Search the listing for the string "Quiet". Copy every line that has it.

> Data:
======

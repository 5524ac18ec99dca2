//! `kn notifications` -- list, mark read and clear notifications.

use anyhow::{Context, Result, bail};
use kaneo_client::{ClientError, KaneoClient};
use kaneo_core::intent;
use kaneo_core::notification::Notification;
use kaneo_core::ordering::order_notifications;
use kaneo_core::snapshot::Snapshot;
use kaneo_ui::{pager, styles};

use crate::cli::{ClearArgs, NotificationCommands, NotificationIdArgs, NotificationsArgs};
use crate::context::RuntimeContext;
use crate::output::{format_notification_row, output_json};

/// Execute the `kn notifications` command.
pub fn run(ctx: &RuntimeContext, args: &NotificationsArgs) -> Result<()> {
    match &args.command {
        None => run_list(ctx, args.unread),
        Some(NotificationCommands::Read(a)) => run_read(ctx, a),
        Some(NotificationCommands::ReadAll) => run_read_all(ctx),
        Some(NotificationCommands::Clear(a)) => run_clear(ctx, a),
    }
}

/// Fetches notifications, unread first and newest first within each group.
fn fetch_ordered(client: &KaneoClient) -> Result<Vec<Notification>, ClientError> {
    client
        .list_notifications()
        .map(|list| order_notifications(&list))
}

fn unread_count(notifications: &[Notification]) -> usize {
    notifications.iter().filter(|n| !n.is_read).count()
}

fn print_list(ctx: &RuntimeContext, notifications: &[Notification], unread_only: bool) {
    let shown: Vec<&Notification> = notifications
        .iter()
        .filter(|n| !unread_only || !n.is_read)
        .collect();

    if ctx.json {
        output_json(&shown);
        return;
    }

    if shown.is_empty() {
        println!("No notifications.");
        return;
    }

    let mut out = format!(
        "{} ({} unread)\n\n",
        styles::render_bold("Notifications"),
        unread_count(notifications)
    );
    for n in shown {
        out.push_str(&format_notification_row(n));
        out.push('\n');
    }
    pager::page(&out);
}

fn run_list(ctx: &RuntimeContext, unread_only: bool) -> Result<()> {
    let (client, _) = ctx.client()?;
    let notifications = fetch_ordered(&client).context("failed to load notifications")?;
    print_list(ctx, &notifications, unread_only);
    Ok(())
}

fn run_read(ctx: &RuntimeContext, args: &NotificationIdArgs) -> Result<()> {
    let (client, _) = ctx.client()?;
    let mut snapshot = Snapshot::new(fetch_ordered(&client).context("failed to load notifications")?);

    let Some(target) = snapshot
        .get()
        .and_then(|list| list.iter().find(|n| n.id == args.id))
        .cloned()
    else {
        bail!("notification {} not found", args.id);
    };

    if target.is_read {
        if ctx.json {
            output_json(&target);
        } else {
            println!("Notification {} is already read.", target.id);
        }
        return Ok(());
    }

    let updated = client
        .mutate_and_refetch(&intent::mark_read(&target), &mut snapshot, fetch_ordered)
        .with_context(|| format!("failed to mark notification {} as read", target.id))?;

    if ctx.json {
        match updated.iter().find(|n| n.id == target.id) {
            Some(n) => output_json(n),
            None => output_json(&serde_json::json!({ "read": target.id })),
        }
    } else {
        println!(
            "{} Marked notification {} as read ({} unread left)",
            styles::render_pass_icon(),
            target.id,
            unread_count(updated)
        );
    }
    Ok(())
}

fn run_read_all(ctx: &RuntimeContext) -> Result<()> {
    let (client, _) = ctx.client()?;
    let mut snapshot = Snapshot::empty();
    let updated = client
        .mutate_and_refetch(&intent::mark_all_read(), &mut snapshot, fetch_ordered)
        .context("failed to mark notifications as read")?;

    if ctx.json {
        output_json(updated);
    } else {
        println!(
            "{} Marked all notifications as read",
            styles::render_pass_icon()
        );
    }
    Ok(())
}

fn run_clear(ctx: &RuntimeContext, args: &ClearArgs) -> Result<()> {
    if !args.force {
        bail!(
            "clearing notifications cannot be undone.\n\
            Use --force to confirm deleting all notifications"
        );
    }

    let (client, _) = ctx.client()?;
    let mut snapshot = Snapshot::empty();
    let remaining = client
        .mutate_and_refetch(&intent::clear_all(), &mut snapshot, fetch_ordered)
        .context("failed to clear notifications")?;

    if ctx.json {
        output_json(remaining);
    } else {
        println!(
            "{} Cleared all notifications ({} left)",
            styles::render_pass_icon(),
            remaining.len()
        );
    }
    Ok(())
}

#[cfg(test)]
mod tests {
    use super::*;
    use chrono::{TimeZone, Utc};
    use kaneo_core::enums::ResourceType;

    #[test]
    fn counts_unread() {
        let make = |id: &str, is_read: bool| Notification {
            id: id.into(),
            title: String::new(),
            content: String::new(),
            resource_type: ResourceType::Task,
            is_read,
            created_at: Utc.with_ymd_and_hms(2024, 1, 1, 0, 0, 0).unwrap(),
        };
        let list = vec![make("a", false), make("b", true), make("c", false)];
        assert_eq!(unread_count(&list), 2);
        assert_eq!(unread_count(&[]), 0);
    }
}
use crate::{Brew, LocalStateError};
use serde::de::DeserializeOwned;
use std::process::Stdio;
use tapster_registry::{DetailedItem, InstalledInstance};

impl Brew {
    /// Installed instances of `identifier` according to `brew info --json=v1`.
    ///
    /// An empty document means nothing is installed.
    pub async fn installed_instances(
        &self,
        identifier: &str,
    ) -> Result<Vec<InstalledInstance>, LocalStateError> {
        let items: Vec<DetailedItem> = self.info_json(&[identifier]).await?;
        let instances = items.into_iter().next().map(|item| item.installed).unwrap_or_default();
        tracing::debug!(
            target: "tapster::local_state",
            ?identifier,
            instances = instances.len(),
            "Read local state",
        );
        Ok(instances)
    }

    /// Every installed package according to `brew info --json=v1 --installed`.
    pub async fn installed_items(&self) -> Result<Vec<DetailedItem>, LocalStateError> {
        self.info_json(&["--installed"]).await
    }

    async fn info_json<Value>(&self, args: &[&str]) -> Result<Value, LocalStateError>
    where
        Value: DeserializeOwned,
    {
        let timeout = self.timeout();
        let mut command = self.command();
        command.arg("info").arg("--json=v1").args(args).stdin(Stdio::null()).kill_on_drop(true);

        let output = tokio::time::timeout(timeout, command.output())
            .await
            .map_err(|_| LocalStateError::Timeout { timeout })?
            .map_err(|error| LocalStateError::Spawn { error })?;

        if !output.status.success() {
            let stderr = String::from_utf8_lossy(&output.stderr).trim().to_string();
            return Err(LocalStateError::Exit { status: output.status, stderr });
        }

        serde_json::from_slice(&output.stdout).map_err(|error| LocalStateError::Decode { error })
    }
}
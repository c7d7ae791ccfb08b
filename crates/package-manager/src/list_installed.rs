use tapster_executor::{Brew, LocalStateError};
use tapster_registry::DetailedItem;

/// This subroutine lists every package installed by the local `brew`.
#[must_use]
pub struct ListInstalled<'a> {
    pub brew: &'a Brew,
}

impl<'a> ListInstalled<'a> {
    /// Execute the subroutine.
    pub async fn run(self) -> Result<Vec<DetailedItem>, LocalStateError> {
        let items = self.brew.installed_items().await?;
        tracing::debug!(target: "tapster::list_installed", count = items.len(), "Listed");
        Ok(items)
    }
}
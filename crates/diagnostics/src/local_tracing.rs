use std::{
    str::FromStr,
    sync::atomic::{AtomicBool, Ordering},
};

use tracing::Level;
use tracing_subscriber::{fmt::format::FmtSpan, EnvFilter, Layer};

static IS_TRACING_ENABLED: AtomicBool = AtomicBool::new(false);

/// Prefix shared by every target emitted by the tapster crates.
const TARGET_PREFIX: &str = "tapster";

/// How chatty the logs should be when `TRACE` is not set.
#[derive(Debug, Default, Clone, Copy, PartialEq, Eq)]
pub enum Verbosity {
    /// Only warnings and errors.
    #[default]
    Quiet,
    /// `--verbose`
    Verbose,
    /// `--debug`
    Debug,
}

impl Verbosity {
    /// Choose a verbosity from the command line flags. `--debug` wins over `--verbose`.
    pub fn from_flags(verbose: bool, debug: bool) -> Self {
        match (verbose, debug) {
            (_, true) => Verbosity::Debug,
            (true, false) => Verbosity::Verbose,
            (false, false) => Verbosity::Quiet,
        }
    }

    pub fn level(self) -> Level {
        match self {
            Verbosity::Quiet => Level::WARN,
            Verbosity::Verbose => Level::INFO,
            Verbosity::Debug => Level::DEBUG,
        }
    }
}

/// Install the global subscriber. Calling this more than once is a no-op.
///
/// The `TRACE` environment variable takes precedence over `verbosity`: it is either a bare
/// level (applied to all tapster targets) or an [`EnvFilter`] directive.
pub fn enable_tracing(verbosity: Verbosity) {
    if IS_TRACING_ENABLED.swap(true, Ordering::SeqCst) {
        return;
    }

    use tracing_subscriber::{fmt, prelude::*};

    let trace_var = std::env::var("TRACE").ok();
    let filter = common_layer(trace_var.as_deref(), verbosity);
    let output = if trace_var.is_some() {
        fmt::layer()
            .pretty()
            .with_file(true)
            .with_span_events(FmtSpan::CLOSE)
            .with_writer(std::io::stderr)
            .boxed()
    } else {
        fmt::layer().compact().without_time().with_writer(std::io::stderr).boxed()
    };

    tracing_subscriber::registry().with(filter).with(output).init();
    tracing::trace!(target: "tapster::diagnostics", ?verbosity, "enable_tracing");
}

fn targets_at(level: Level) -> tracing_subscriber::filter::Targets {
    tracing_subscriber::filter::Targets::new().with_target(TARGET_PREFIX, level)
}

fn common_layer(
    trace_var: Option<&str>,
    verbosity: Verbosity,
) -> Box<dyn Layer<tracing_subscriber::Registry> + Send + Sync> {
    let Some(trace_var) = trace_var else {
        return targets_at(verbosity.level()).boxed();
    };

    if let Ok(level) = Level::from_str(trace_var) {
        return targets_at(level).boxed();
    }

    match EnvFilter::builder().with_regex(true).parse(trace_var) {
        Ok(filter) => filter.boxed(),
        Err(error) => {
            // no subscriber is installed at this point
            eprintln!("warning: ignoring invalid TRACE directive {trace_var:?}: {error}");
            targets_at(verbosity.level()).boxed()
        }
    }
}
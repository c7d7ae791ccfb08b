use crate::State;
use clap::Args;
use std::fmt;
use tapster_catalog::{Search, SearchResults};

#[derive(Debug, Args)]
pub struct SearchArgs {
    /// Text to look for in names and descriptions, ignoring case.
    pub term: String,
}

impl SearchArgs {
    pub async fn run(self, state: State) -> miette::Result<()> {
        let State { catalog, .. } = &state;
        let results = Search { catalog, term: &self.term }.run().await;
        print!("{}", SearchReport(&results));
        Ok(())
    }
}

struct SearchReport<'a>(&'a SearchResults);

impl fmt::Display for SearchReport<'_> {
    fn fmt(&self, f: &mut fmt::Formatter<'_>) -> fmt::Result {
        let SearchResults { packages, casks } = self.0;
        for (title, names) in [("Formulae", packages), ("Casks", casks)] {
            if names.is_empty() {
                continue;
            }
            writeln!(f, "==> {title}")?;
            for name in names {
                writeln!(f, "{name}")?;
            }
            writeln!(f)?;
        }
        match packages.len() + casks.len() {
            0 => writeln!(f, "No results found"),
            1 => writeln!(f, "Total: 1 result"),
            total => writeln!(f, "Total: {total} results"),
        }
    }
}

#[cfg(test)]
mod tests {
    use super::*;
    use pretty_assertions::assert_eq;

    #[test]
    fn list_both_sections() {
        let results = SearchResults {
            packages: vec!["git".to_string(), "git-lfs".to_string()],
            casks: vec!["github".to_string()],
        };
        let expected = "==> Formulae\ngit\ngit-lfs\n\n==> Casks\ngithub\n\nTotal: 3 results\n";
        assert_eq!(SearchReport(&results).to_string(), expected);
    }

    #[test]
    fn skip_empty_section() {
        let results = SearchResults { packages: Vec::new(), casks: vec!["firefox".to_string()] };
        assert_eq!(SearchReport(&results).to_string(), "==> Casks\nfirefox\n\nTotal: 1 result\n");
    }

    #[test]
    fn nothing_found() {
        let results = SearchResults::default();
        assert_eq!(SearchReport(&results).to_string(), "No results found\n");
    }
}
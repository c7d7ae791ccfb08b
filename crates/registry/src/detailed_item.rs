use pipe_trait::Pipe;
use serde::{Deserialize, Serialize};
use serde_json::Value;
use tapster_network::{FetchError, HttpClient};

use crate::{
    cask_document::CaskDocument, serde_helpers::null_as_default, InstalledInstance, ItemKind,
};

/// Full metadata of one catalog entry.
///
/// Package documents decode directly into this type. Cask documents have a different shape
/// and are converted on arrival.
#[derive(Debug, Clone, Default, PartialEq, Serialize, Deserialize)]
#[serde(default)]
pub struct DetailedItem {
    /// Which endpoint this document came from.
    #[serde(skip)]
    pub kind: ItemKind,
    pub name: String,
    pub full_name: String,
    #[serde(deserialize_with = "null_as_default")]
    pub tap: String,
    pub oldname: Option<String>,
    #[serde(deserialize_with = "null_as_default")]
    pub aliases: Vec<String>,
    #[serde(deserialize_with = "null_as_default")]
    pub desc: String,
    pub license: Option<String>,
    #[serde(deserialize_with = "null_as_default")]
    pub homepage: String,
    pub versions: Versions,
    pub revision: u32,
    pub keg_only: bool,
    #[serde(deserialize_with = "null_as_default")]
    pub build_dependencies: Vec<String>,
    #[serde(deserialize_with = "null_as_default")]
    pub dependencies: Vec<String>,
    #[serde(deserialize_with = "null_as_default")]
    pub test_dependencies: Vec<String>,
    #[serde(deserialize_with = "null_as_default")]
    pub recommended_dependencies: Vec<String>,
    #[serde(deserialize_with = "null_as_default")]
    pub optional_dependencies: Vec<String>,
    #[serde(deserialize_with = "null_as_default")]
    pub conflicts_with: Vec<String>,
    pub caveats: Option<String>,
    #[serde(deserialize_with = "null_as_default")]
    pub installed: Vec<InstalledInstance>,
    pub linked_keg: Option<String>,
    pub pinned: bool,
    pub outdated: bool,
    pub deprecated: bool,
    pub deprecation_reason: Option<String>,
    pub disabled: bool,
    pub disable_reason: Option<String>,
    pub service: Option<Service>,
}

/// Versions of a package known to the catalog.
#[derive(Debug, Clone, Default, PartialEq, Eq, Serialize, Deserialize)]
#[serde(default)]
pub struct Versions {
    pub stable: Option<String>,
    pub head: Option<String>,
    /// Whether a prebuilt bottle exists for the stable version.
    pub bottle: bool,
}

/// Background service descriptor of a package.
#[derive(Debug, Clone, Default, PartialEq, Serialize, Deserialize)]
#[serde(default)]
pub struct Service {
    pub run_type: Option<String>,
    pub run_at_load: bool,
    /// Either a boolean or an object of conditions.
    pub keep_alive: Option<Value>,
    pub working_dir: Option<String>,
}

impl Service {
    /// Whether the service is kept alive. A condition object counts as enabled.
    pub fn keep_alive(&self) -> bool {
        match &self.keep_alive {
            None | Some(Value::Null) => false,
            Some(Value::Bool(value)) => *value,
            Some(_) => true,
        }
    }
}

impl DetailedItem {
    /// Fetch the detail document of `identifier` from the endpoint of `kind`.
    pub async fn fetch_from_registry(
        kind: ItemKind,
        identifier: &str,
        http_client: &HttpClient,
        api_base: &str,
    ) -> Result<Self, FetchError> {
        let url = kind.item_url(api_base, identifier);
        tracing::debug!(target: "tapster::registry", %kind, ?identifier, "Fetch detail document");
        match kind {
            ItemKind::Package => http_client
                .get_json::<DetailedItem>(&url)
                .await?
                .pipe(|item| DetailedItem { kind, ..item })
                .pipe(Ok),
            ItemKind::Cask => http_client
                .get_json::<CaskDocument>(&url)
                .await?
                .into_detailed_item()
                .pipe(Ok),
        }
    }

    /// Version of the most recent installed instance, if any.
    pub fn installed_version(&self) -> Option<&str> {
        self.installed.last().map(|instance| instance.version.as_str())
    }

    pub fn is_installed(&self) -> bool {
        !self.installed.is_empty()
    }
}
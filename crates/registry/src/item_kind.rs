use derive_more::Display;

/// Category of an installable unit.
#[derive(Debug, Display, Default, Clone, Copy, PartialEq, Eq, Hash)]
pub enum ItemKind {
    /// Built from source or poured from a bottle. Called a "formula" by the catalog.
    #[default]
    #[display("formula")]
    Package,
    /// Prebuilt application bundle.
    #[display("cask")]
    Cask,
}

impl ItemKind {
    /// Order in which kinds are tried when the kind of an identifier is unknown.
    pub const FALLBACK_ORDER: [ItemKind; 2] = [ItemKind::Package, ItemKind::Cask];

    /// Path segment of the catalog endpoints serving this kind.
    pub fn endpoint(self) -> &'static str {
        match self {
            ItemKind::Package => "formula",
            ItemKind::Cask => "cask",
        }
    }

    /// URL of the bulk list of this kind.
    pub fn list_url(self, api_base: &str) -> String {
        format!("{api_base}{}.json", self.endpoint())
    }

    /// URL of the detail document of `identifier`.
    pub fn item_url(self, api_base: &str, identifier: &str) -> String {
        format!("{api_base}{}/{identifier}.json", self.endpoint())
    }
}
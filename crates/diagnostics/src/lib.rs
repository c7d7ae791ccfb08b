mod local_tracing;

pub use miette;
pub use tracing;

pub use local_tracing::{enable_tracing, Verbosity};

pub type Error = miette::Error;
pub type Severity = miette::Severity;
pub type Report = miette::Report;
pub type Result<T> = miette::Result<T>;
mod custom_deserializer;

use pipe_trait::Pipe;
use serde::Deserialize;
use std::{fs, io, path::PathBuf, time::Duration};

use crate::custom_deserializer::{
    default_api_base, default_cache_ttl, default_catalog_max_age, default_local_state_timeout,
    default_progress_buffer, default_refresh_timeout, default_request_timeout,
    deserialize_api_base, deserialize_capacity, deserialize_optional_pathbuf, deserialize_seconds,
};

/// Name of the configuration file looked up in the current directory and then in the home
/// directory.
pub const CONFIG_FILE_NAME: &str = ".tapsterrc";

/// Configuration read from `.tapsterrc`.
#[derive(Debug, Clone, Deserialize, PartialEq)]
#[serde(rename_all = "kebab-case")]
pub struct Config {
    /// Base URL of the catalog JSON API (trailing slash included).
    #[serde(default = "default_api_base", deserialize_with = "deserialize_api_base")]
    pub api_base: String,

    /// Location of the `brew` executable. When unset, `brew` is looked up in `PATH`.
    #[serde(default, deserialize_with = "deserialize_optional_pathbuf")]
    pub brew_path: Option<PathBuf>,

    /// Timeout of a single HTTP request, in seconds.
    #[serde(default = "default_request_timeout", deserialize_with = "deserialize_seconds")]
    pub request_timeout: Duration,

    /// Timeout of each of the two list downloads of a catalog refresh, in seconds.
    #[serde(default = "default_refresh_timeout", deserialize_with = "deserialize_seconds")]
    pub refresh_timeout: Duration,

    /// Timeout of a `brew info` call used to read the local installation state, in seconds.
    #[serde(default = "default_local_state_timeout", deserialize_with = "deserialize_seconds")]
    pub local_state_timeout: Duration,

    /// How long a fetched item stays in the in-memory cache, in seconds.
    ///
    /// Default value is 3600 (1 hour).
    #[serde(default = "default_cache_ttl", deserialize_with = "deserialize_seconds")]
    pub cache_ttl: Duration,

    /// Age after which the bulk package and cask lists are downloaded again, in seconds.
    ///
    /// Default value is 3600 (1 hour).
    #[serde(default = "default_catalog_max_age", deserialize_with = "deserialize_seconds")]
    pub catalog_max_age: Duration,

    /// Capacity of the channel that carries installation progress events.
    #[serde(default = "default_progress_buffer", deserialize_with = "deserialize_capacity")]
    pub progress_buffer: usize,
}

impl Config {
    pub fn new() -> Self {
        Config {
            api_base: default_api_base(),
            brew_path: None,
            request_timeout: default_request_timeout(),
            refresh_timeout: default_refresh_timeout(),
            local_state_timeout: default_local_state_timeout(),
            cache_ttl: default_cache_ttl(),
            catalog_max_age: default_catalog_max_age(),
            progress_buffer: default_progress_buffer(),
        }
    }

    /// Parse the content of a `.tapsterrc` file.
    pub fn parse(content: &str) -> Result<Self, serde_ini::de::Error> {
        serde_ini::from_str(content)
    }

    /// Load the configuration that applies to the current process.
    ///
    /// `.tapsterrc` in the current directory wins over the one in the home directory.
    /// A file that cannot be read or parsed is skipped.
    pub fn current<CurrentDir, HomeDir, Error>(current_dir: CurrentDir, home_dir: HomeDir) -> Self
    where
        CurrentDir: FnOnce() -> Result<PathBuf, Error>,
        HomeDir: FnOnce() -> Option<PathBuf>,
    {
        let load = |dir: PathBuf| -> Option<Config> {
            let path = dir.join(CONFIG_FILE_NAME);
            let content = match fs::read_to_string(&path) {
                Ok(content) => content,
                Err(error) if error.kind() == io::ErrorKind::NotFound => return None,
                Err(error) => {
                    tracing::warn!(target: "tapster::config", ?path, %error, "Failed to read");
                    return None;
                }
            };
            match Config::parse(&content) {
                Ok(config) => Some(config),
                Err(error) => {
                    tracing::warn!(target: "tapster::config", ?path, %error, "Failed to parse");
                    None
                }
            }
        };

        current_dir()
            .ok()
            .and_then(load)
            .or_else(|| home_dir().and_then(load))
            .unwrap_or_default()
    }

    /// Persist the config data until the program terminates.
    pub fn leak(self) -> &'static mut Self {
        self.pipe(Box::new).pipe(Box::leak)
    }
}

impl Default for Config {
    fn default() -> Self {
        Self::new()
    }
}
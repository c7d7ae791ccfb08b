use clap::Args;
use std::{
    fmt,
    time::{Duration, Instant},
};
use tapster_config::Config;
use tapster_executor::{Brew, ProgressEvent, Stage};
use tapster_package_manager::Install;
use tokio::sync::mpsc::{self, Receiver};

#[derive(Debug, Args)]
pub struct InstallArgs {
    /// Names of the packages or casks to install, in order.
    #[clap(required = true)]
    pub packages: Vec<String>,
}

impl InstallArgs {
    pub async fn run(self, brew: Brew, config: &Config) -> miette::Result<()> {
        let InstallArgs { packages } = self;
        let started_at = Instant::now();

        println!("==> Installing {}", packages.join(", "));
        let (events, receiver) = mpsc::channel(config.progress_buffer);
        let install = Install { brew: &brew, items: &packages, events };
        let ((), failed) = tokio::join!(install.run(), print_progress(receiver));
        println!("==> Finished in {}", DisplayDuration(started_at.elapsed()));

        if !failed.is_empty() {
            miette::bail!("Failed to install {}", failed.join(", "));
        }
        Ok(())
    }
}

/// Print every event until the channel closes. Returns the items that failed.
async fn print_progress(mut receiver: Receiver<ProgressEvent>) -> Vec<String> {
    let mut failed = Vec::new();
    while let Some(event) = receiver.recv().await {
        println!("{}", EventReport { event: &event, elapsed: event.started_at.elapsed() });
        if event.stage == Stage::Failed {
            failed.push(event.item_name);
        }
    }
    failed
}

struct EventReport<'a> {
    event: &'a ProgressEvent,
    elapsed: Duration,
}

impl fmt::Display for EventReport<'_> {
    fn fmt(&self, f: &mut fmt::Formatter<'_>) -> fmt::Result {
        let EventReport { event, elapsed } = self;
        let ProgressEvent { item_name, stage, progress, error, .. } = event;
        write!(
            f,
            "{item_name} {stage:<12} {progress:>3}% [{elapsed}]",
            stage = stage.to_string(),
            elapsed = DisplayDuration(*elapsed),
        )?;
        if let Some(error) = error {
            write!(f, " - {error}")?;
        }
        Ok(())
    }
}

struct DisplayDuration(Duration);

impl fmt::Display for DisplayDuration {
    fn fmt(&self, f: &mut fmt::Formatter<'_>) -> fmt::Result {
        let DisplayDuration(duration) = *self;
        if duration < Duration::from_secs(1) {
            write!(f, "{}ms", duration.as_millis())
        } else if duration < Duration::from_secs(60) {
            write!(f, "{:.1}s", duration.as_secs_f64())
        } else {
            let seconds = duration.as_secs();
            write!(f, "{}m {}s", seconds / 60, seconds % 60)
        }
    }
}
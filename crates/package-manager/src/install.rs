use std::time::Instant;
use tapster_executor::{Brew, ProgressEvent, Stage};
use tokio::sync::mpsc::Sender;

/// This subroutine installs items one after another and reports their progress.
///
/// Every item gets a `starting` event, the events recognized in the output of `brew`, and
/// then exactly one terminal event. A failed item does not stop the items after it.
/// The channel is closed once the subroutine returns.
#[must_use]
pub struct Install<'a, ItemList>
where
    ItemList: IntoIterator,
    ItemList::Item: AsRef<str>,
{
    pub brew: &'a Brew,
    pub items: ItemList,
    pub events: Sender<ProgressEvent>,
}

impl<'a, ItemList> Install<'a, ItemList>
where
    ItemList: IntoIterator,
    ItemList::Item: AsRef<str>,
{
    /// Execute the subroutine.
    pub async fn run(self) {
        let Install { brew, items, events } = self;

        tracing::info!(target: "tapster::install", "Start all");

        for item in items {
            let item = item.as_ref();
            let started_at = Instant::now();
            emit(&events, ProgressEvent::new(item, Stage::Starting, 0, started_at)).await;

            let terminal = match brew.install(item, started_at, &events).await {
                Ok(()) => ProgressEvent::new(item, Stage::Completed, 100, started_at),
                Err(error) => {
                    tracing::warn!(target: "tapster::install", ?item, %error, "Failed");
                    ProgressEvent::failed(item, started_at, error)
                }
            };
            emit(&events, terminal).await;
        }

        tracing::info!(target: "tapster::install", "Complete all");
    }
}

async fn emit(events: &Sender<ProgressEvent>, event: ProgressEvent) {
    if let Err(error) = events.send(event).await {
        let event = error.0;
        tracing::debug!(
            target: "tapster::install",
            item = ?event.item_name,
            stage = %event.stage,
            "Nobody is listening to progress events",
        );
    }
}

======

> The answer:
    Quiet,
            (false, false) => Verbosity::Quiet,
            Verbosity::Quiet => Level::WARN,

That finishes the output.